══ Data for analysis

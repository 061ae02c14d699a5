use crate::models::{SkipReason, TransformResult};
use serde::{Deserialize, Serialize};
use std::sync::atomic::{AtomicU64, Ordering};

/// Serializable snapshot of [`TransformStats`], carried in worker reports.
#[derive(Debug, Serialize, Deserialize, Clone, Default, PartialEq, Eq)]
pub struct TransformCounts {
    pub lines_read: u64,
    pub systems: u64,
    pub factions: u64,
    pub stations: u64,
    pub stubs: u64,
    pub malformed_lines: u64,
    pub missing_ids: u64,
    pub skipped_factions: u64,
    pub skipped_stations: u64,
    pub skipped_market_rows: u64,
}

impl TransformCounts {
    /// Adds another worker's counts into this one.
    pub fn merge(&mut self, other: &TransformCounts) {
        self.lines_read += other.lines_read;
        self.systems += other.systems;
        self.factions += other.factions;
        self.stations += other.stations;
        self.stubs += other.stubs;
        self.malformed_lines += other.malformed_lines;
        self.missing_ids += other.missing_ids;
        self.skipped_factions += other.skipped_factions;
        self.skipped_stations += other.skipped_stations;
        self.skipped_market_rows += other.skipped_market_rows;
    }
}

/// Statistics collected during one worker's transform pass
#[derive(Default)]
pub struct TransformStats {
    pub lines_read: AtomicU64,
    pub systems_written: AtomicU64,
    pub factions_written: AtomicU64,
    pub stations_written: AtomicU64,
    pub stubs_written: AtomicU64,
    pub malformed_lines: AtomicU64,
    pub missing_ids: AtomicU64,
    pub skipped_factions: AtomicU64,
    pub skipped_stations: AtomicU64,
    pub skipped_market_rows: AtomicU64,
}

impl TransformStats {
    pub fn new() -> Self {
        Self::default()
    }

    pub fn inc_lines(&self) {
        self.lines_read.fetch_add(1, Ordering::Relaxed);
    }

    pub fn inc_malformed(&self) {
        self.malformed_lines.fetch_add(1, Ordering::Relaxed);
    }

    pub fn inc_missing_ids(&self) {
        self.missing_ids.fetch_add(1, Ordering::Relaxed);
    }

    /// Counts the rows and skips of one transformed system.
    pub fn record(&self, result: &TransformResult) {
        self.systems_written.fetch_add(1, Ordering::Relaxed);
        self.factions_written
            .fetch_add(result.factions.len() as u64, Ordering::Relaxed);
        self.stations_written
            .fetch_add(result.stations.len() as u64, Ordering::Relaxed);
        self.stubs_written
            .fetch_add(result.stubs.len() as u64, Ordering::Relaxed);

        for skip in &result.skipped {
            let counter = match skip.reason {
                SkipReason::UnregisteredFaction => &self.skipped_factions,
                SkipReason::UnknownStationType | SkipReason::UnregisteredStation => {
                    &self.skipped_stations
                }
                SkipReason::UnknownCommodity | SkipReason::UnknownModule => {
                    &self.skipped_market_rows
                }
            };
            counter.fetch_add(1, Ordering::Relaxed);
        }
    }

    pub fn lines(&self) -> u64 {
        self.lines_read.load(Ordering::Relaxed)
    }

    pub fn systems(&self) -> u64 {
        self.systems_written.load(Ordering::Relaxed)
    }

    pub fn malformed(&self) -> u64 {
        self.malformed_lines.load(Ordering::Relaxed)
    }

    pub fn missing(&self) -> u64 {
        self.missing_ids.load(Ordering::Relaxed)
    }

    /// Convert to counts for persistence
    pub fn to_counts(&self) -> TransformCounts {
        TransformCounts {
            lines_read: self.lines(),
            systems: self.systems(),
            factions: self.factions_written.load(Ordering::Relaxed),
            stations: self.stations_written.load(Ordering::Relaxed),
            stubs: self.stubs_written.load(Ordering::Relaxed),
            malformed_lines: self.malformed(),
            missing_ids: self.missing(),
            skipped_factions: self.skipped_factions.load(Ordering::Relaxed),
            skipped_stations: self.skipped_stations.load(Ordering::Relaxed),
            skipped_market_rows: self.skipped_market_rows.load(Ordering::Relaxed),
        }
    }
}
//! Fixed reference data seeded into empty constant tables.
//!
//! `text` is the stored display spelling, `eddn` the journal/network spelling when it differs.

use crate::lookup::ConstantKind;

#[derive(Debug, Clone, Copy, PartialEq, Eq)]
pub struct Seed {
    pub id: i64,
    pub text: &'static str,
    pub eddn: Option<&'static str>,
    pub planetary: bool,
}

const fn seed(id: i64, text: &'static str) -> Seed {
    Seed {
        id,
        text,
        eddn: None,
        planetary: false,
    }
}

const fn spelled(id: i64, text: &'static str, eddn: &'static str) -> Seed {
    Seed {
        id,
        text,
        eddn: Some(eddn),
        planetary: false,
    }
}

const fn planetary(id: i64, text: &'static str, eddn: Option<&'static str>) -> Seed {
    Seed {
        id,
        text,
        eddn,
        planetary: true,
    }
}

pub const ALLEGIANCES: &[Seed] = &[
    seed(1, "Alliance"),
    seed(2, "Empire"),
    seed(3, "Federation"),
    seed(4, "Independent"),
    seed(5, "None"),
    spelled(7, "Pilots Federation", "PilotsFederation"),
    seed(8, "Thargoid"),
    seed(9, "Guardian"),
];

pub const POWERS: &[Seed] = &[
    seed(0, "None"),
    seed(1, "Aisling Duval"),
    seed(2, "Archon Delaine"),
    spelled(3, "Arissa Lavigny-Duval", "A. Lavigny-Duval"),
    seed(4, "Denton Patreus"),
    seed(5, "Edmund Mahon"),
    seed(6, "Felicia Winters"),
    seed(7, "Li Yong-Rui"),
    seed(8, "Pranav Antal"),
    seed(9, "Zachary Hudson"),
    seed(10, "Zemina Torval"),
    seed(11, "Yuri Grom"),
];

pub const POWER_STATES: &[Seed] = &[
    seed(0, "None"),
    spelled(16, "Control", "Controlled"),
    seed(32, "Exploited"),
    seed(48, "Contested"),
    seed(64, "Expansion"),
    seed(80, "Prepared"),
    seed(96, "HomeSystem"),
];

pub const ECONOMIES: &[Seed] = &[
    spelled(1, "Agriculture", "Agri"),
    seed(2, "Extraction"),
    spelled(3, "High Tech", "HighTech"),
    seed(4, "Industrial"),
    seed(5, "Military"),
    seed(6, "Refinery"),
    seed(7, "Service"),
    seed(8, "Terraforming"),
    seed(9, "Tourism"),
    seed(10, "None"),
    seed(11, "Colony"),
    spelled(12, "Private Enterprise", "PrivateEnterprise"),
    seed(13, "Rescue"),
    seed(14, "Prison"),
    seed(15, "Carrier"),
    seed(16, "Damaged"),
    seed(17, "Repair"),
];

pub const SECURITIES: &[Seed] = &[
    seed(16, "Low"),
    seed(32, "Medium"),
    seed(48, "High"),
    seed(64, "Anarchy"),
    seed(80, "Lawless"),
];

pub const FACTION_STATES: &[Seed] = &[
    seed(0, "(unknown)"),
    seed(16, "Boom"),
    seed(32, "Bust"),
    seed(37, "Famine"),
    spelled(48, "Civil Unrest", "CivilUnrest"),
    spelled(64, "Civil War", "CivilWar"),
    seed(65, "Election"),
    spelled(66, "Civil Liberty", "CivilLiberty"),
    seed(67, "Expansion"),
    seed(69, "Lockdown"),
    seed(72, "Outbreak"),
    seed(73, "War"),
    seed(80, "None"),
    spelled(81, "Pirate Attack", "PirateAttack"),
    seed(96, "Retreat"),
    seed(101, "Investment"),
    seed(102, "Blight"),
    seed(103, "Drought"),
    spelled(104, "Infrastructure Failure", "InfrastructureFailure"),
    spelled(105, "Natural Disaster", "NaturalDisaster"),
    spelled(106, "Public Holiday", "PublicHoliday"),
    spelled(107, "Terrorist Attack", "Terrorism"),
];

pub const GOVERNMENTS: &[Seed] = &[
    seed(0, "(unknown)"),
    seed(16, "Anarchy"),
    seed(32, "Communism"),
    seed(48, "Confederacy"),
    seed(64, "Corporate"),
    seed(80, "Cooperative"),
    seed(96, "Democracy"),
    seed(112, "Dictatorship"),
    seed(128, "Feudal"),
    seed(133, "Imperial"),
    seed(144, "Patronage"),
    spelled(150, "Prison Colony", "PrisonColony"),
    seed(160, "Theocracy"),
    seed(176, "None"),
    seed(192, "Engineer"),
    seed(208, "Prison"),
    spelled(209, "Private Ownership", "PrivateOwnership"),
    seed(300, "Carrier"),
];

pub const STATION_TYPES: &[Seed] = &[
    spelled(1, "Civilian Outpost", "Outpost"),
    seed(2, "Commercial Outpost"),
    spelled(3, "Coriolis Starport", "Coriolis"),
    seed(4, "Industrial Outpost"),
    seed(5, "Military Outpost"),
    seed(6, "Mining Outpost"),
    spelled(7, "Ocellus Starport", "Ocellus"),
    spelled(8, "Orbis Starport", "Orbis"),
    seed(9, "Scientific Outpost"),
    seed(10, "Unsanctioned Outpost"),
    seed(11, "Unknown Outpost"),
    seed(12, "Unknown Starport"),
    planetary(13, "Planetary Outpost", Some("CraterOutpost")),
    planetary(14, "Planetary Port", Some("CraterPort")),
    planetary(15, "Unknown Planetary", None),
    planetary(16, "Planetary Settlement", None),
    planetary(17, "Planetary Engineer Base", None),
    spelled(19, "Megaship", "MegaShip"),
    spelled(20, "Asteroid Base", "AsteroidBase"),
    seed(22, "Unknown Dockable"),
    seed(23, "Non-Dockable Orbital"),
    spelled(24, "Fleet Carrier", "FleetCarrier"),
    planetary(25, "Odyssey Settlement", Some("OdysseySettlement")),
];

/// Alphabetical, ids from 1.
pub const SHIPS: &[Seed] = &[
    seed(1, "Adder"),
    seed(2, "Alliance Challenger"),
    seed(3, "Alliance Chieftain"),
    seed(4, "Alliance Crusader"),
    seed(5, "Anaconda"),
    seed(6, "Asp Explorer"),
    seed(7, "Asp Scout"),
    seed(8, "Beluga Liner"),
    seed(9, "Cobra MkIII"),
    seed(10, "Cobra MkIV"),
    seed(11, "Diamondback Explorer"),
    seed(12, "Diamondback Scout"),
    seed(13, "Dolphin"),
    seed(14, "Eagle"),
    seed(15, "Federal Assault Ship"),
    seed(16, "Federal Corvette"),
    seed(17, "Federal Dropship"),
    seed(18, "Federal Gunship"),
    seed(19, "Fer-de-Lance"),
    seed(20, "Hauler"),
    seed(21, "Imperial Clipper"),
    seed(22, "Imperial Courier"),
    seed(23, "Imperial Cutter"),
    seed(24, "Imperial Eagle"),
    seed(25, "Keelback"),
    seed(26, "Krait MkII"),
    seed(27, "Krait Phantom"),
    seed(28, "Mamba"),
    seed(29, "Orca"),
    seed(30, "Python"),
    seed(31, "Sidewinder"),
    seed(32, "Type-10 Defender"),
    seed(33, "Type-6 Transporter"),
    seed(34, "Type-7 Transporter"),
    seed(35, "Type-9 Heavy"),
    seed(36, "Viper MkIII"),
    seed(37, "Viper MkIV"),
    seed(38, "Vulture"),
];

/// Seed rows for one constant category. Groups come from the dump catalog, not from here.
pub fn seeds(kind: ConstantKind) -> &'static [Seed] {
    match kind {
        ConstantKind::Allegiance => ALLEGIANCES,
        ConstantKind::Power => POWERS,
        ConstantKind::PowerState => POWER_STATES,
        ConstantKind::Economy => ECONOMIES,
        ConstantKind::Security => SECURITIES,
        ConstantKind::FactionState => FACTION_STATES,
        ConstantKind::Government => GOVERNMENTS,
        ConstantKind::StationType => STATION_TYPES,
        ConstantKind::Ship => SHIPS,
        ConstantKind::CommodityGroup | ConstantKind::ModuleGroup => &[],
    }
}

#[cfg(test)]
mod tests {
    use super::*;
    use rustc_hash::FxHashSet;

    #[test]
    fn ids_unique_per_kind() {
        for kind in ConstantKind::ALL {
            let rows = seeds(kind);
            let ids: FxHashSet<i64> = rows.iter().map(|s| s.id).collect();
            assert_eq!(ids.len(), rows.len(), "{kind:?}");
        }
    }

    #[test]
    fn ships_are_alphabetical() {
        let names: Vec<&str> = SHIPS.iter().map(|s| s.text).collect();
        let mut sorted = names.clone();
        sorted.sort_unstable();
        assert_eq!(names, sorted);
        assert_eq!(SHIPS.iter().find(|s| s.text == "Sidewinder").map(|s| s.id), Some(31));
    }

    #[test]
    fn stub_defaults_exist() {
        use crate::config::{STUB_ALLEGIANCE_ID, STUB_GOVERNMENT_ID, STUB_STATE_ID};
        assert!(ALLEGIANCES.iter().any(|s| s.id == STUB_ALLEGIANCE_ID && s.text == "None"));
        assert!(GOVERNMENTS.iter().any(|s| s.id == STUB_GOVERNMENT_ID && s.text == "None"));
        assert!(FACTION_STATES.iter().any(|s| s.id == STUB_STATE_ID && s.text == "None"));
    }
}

════

- [Task requirements] The lines from the start of the entries above through the line containing "in worker reports." are the ones to return, please; copy them exactly and include both ends.

- [Your response]
repository 061ae02c14d699a5
use crate::models::{SkipReason, TransformResult};
use serde::{Deserialize, Serialize};
use std::sync::atomic::{AtomicU64, Ordering};

/// Serializable snapshot of [`TransformStats`], carried in worker reports.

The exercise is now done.